──────── DATA LISTING ────────
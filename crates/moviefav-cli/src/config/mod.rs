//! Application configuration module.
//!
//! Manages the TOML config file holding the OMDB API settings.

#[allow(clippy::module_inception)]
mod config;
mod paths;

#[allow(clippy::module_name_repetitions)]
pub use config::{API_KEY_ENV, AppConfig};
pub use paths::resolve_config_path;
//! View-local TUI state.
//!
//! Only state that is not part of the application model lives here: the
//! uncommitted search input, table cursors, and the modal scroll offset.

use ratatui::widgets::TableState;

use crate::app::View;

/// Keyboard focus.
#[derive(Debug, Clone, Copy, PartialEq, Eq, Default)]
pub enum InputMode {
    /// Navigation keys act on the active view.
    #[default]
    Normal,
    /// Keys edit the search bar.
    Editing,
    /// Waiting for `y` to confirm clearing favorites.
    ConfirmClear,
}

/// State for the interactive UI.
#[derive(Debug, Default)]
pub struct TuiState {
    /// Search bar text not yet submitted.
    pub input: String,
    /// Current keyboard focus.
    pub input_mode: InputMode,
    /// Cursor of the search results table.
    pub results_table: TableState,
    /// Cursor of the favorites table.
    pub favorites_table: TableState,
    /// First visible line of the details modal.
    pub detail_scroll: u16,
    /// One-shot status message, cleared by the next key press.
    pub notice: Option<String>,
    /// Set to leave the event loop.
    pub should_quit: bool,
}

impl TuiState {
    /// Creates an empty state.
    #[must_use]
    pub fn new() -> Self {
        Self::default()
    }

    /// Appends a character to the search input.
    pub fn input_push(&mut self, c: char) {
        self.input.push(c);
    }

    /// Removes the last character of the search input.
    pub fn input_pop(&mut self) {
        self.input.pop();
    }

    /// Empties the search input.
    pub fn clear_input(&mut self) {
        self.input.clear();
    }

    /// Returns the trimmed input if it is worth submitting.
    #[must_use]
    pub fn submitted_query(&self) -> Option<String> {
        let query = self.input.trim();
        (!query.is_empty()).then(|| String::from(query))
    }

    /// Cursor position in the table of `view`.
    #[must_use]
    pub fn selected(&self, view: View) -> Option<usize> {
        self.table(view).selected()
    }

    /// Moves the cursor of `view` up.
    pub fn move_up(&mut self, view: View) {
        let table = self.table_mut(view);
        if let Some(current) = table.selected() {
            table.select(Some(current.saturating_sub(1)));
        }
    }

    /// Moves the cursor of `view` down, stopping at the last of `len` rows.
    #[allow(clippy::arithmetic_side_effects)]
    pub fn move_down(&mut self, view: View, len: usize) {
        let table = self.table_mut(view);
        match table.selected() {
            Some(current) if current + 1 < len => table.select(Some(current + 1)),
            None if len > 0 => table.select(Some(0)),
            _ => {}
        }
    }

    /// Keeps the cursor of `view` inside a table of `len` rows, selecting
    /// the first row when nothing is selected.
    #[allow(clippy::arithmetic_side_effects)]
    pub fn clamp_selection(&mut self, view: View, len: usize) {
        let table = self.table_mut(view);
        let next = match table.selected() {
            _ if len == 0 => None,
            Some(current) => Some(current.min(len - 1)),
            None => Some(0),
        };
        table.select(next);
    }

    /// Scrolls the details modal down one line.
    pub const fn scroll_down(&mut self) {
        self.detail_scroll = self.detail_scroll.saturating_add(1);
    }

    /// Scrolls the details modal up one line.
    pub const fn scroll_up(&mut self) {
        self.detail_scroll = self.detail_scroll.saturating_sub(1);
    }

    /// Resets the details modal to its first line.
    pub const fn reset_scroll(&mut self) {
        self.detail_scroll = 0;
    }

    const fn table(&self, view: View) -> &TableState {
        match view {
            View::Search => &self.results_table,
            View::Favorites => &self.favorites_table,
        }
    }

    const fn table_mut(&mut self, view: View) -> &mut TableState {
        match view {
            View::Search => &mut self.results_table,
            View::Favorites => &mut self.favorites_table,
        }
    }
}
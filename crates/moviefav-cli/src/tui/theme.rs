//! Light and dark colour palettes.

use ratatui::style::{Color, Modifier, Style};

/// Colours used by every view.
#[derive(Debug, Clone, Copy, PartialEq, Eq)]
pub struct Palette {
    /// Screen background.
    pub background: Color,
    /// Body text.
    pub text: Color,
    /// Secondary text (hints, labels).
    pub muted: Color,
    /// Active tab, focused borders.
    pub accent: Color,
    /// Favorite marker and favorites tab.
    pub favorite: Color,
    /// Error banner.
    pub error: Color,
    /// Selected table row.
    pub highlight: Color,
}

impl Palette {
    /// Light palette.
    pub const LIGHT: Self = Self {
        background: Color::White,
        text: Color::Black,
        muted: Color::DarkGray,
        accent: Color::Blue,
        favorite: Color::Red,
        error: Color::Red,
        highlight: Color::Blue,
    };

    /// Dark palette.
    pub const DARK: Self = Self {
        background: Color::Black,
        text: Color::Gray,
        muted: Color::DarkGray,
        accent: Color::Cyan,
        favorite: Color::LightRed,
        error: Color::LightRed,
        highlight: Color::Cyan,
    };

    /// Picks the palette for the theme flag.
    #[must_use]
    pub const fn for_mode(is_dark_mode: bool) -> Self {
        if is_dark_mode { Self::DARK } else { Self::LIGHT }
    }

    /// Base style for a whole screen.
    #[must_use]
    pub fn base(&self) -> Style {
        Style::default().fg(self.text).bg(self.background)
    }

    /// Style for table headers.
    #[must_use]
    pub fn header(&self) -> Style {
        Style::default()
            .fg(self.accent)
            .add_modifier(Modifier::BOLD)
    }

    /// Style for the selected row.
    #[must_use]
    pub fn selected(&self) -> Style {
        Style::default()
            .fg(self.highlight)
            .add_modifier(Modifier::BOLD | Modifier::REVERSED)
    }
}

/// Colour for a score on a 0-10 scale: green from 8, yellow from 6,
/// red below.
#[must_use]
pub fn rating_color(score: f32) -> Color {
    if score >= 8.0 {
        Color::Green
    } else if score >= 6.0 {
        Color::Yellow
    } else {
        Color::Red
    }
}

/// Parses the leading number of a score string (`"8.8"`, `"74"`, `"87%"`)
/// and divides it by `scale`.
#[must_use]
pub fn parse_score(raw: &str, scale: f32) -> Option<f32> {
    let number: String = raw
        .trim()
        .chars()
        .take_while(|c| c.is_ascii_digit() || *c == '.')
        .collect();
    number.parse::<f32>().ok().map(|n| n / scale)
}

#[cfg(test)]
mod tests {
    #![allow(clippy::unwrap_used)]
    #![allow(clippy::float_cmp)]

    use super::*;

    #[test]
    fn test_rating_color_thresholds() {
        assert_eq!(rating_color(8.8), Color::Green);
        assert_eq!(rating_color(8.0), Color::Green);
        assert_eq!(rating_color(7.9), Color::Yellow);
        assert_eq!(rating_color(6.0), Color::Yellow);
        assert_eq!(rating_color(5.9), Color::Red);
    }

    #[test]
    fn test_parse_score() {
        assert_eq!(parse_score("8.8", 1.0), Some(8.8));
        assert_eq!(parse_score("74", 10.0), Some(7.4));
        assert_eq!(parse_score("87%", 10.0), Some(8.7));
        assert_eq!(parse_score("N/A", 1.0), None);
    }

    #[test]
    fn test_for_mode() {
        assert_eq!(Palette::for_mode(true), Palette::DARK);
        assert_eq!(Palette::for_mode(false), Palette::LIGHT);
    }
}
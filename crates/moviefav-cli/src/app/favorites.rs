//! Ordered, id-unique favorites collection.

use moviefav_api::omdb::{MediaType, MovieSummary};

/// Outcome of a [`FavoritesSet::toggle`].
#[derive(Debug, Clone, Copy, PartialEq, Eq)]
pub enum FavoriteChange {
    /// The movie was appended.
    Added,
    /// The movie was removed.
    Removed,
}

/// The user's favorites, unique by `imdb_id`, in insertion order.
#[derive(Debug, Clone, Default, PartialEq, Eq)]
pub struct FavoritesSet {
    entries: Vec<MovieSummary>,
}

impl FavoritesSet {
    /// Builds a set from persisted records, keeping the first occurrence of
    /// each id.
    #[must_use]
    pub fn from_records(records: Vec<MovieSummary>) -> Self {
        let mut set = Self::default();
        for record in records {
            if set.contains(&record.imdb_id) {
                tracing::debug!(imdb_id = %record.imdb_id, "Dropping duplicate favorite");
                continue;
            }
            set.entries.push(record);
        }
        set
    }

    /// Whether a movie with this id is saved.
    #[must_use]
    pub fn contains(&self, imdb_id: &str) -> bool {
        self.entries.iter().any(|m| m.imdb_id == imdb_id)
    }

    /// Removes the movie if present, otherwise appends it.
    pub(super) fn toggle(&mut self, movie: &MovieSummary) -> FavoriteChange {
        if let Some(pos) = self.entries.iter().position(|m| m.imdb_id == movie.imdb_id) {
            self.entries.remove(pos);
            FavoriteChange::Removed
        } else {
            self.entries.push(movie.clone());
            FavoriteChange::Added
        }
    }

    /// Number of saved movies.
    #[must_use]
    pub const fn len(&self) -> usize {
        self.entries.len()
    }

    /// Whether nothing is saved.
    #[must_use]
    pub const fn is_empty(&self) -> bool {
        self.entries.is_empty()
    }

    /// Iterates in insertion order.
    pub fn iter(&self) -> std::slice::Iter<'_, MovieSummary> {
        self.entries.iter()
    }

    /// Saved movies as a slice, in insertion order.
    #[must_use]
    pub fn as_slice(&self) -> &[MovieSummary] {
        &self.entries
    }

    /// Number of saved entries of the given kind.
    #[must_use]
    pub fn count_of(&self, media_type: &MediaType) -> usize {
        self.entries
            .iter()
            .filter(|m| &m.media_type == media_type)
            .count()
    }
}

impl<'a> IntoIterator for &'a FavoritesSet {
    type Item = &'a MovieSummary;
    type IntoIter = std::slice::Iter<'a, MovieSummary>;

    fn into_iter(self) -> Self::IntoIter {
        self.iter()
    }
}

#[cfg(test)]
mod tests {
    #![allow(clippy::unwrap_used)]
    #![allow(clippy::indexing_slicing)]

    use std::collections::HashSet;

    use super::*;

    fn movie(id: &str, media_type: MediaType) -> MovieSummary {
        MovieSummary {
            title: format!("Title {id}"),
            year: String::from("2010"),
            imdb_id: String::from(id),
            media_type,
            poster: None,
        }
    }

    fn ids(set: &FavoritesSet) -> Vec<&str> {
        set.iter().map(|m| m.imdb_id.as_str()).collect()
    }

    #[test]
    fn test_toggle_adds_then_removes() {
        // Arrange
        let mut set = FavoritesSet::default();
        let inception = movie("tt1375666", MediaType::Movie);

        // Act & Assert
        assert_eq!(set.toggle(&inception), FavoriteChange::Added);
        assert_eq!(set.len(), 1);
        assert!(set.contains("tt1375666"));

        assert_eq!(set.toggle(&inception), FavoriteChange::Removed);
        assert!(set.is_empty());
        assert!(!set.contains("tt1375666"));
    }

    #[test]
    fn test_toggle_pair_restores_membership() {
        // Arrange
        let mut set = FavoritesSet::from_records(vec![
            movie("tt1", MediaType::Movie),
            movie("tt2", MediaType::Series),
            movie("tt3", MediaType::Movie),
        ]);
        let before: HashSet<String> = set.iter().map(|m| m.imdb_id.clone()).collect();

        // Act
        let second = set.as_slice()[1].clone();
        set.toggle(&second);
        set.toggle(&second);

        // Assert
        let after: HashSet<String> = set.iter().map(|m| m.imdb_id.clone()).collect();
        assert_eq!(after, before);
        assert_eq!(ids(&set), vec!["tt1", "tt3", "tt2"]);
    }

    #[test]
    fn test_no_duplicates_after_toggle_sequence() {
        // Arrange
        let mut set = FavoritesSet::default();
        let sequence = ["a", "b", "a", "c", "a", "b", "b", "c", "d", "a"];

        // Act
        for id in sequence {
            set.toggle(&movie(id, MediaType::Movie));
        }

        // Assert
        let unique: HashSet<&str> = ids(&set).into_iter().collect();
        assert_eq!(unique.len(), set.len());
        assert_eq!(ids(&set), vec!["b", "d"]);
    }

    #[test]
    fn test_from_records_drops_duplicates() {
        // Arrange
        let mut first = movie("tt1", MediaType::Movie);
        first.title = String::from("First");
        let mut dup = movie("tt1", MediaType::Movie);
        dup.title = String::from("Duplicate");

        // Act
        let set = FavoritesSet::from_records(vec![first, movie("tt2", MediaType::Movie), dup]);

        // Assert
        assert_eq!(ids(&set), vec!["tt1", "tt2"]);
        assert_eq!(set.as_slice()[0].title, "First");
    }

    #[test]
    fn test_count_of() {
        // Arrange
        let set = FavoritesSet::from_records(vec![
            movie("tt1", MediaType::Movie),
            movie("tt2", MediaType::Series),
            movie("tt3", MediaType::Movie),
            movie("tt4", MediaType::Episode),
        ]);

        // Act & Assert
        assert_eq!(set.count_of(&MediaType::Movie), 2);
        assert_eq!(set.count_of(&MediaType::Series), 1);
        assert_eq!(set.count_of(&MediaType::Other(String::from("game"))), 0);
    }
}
────────
When you reach the line that contains "pub enum InputMode", stop; output it and every line before it from the start of the data, exactly as written.

filename crates/moviefav-cli/src/config/mod.rs
//! Application configuration module.
//!
//! Manages the TOML config file holding the OMDB API settings.

#[allow(clippy::module_inception)]
mod config;
mod paths;

#[allow(clippy::module_name_repetitions)]
pub use config::{API_KEY_ENV, AppConfig};
pub use paths::resolve_config_path;
//! View-local TUI state.
//!
//! Only state that is not part of the application model lives here: the
//! uncommitted search input, table cursors, and the modal scroll offset.

use ratatui::widgets::TableState;

use crate::app::View;

/// Keyboard focus.
#[derive(Debug, Clone, Copy, PartialEq, Eq, Default)]
pub enum InputMode {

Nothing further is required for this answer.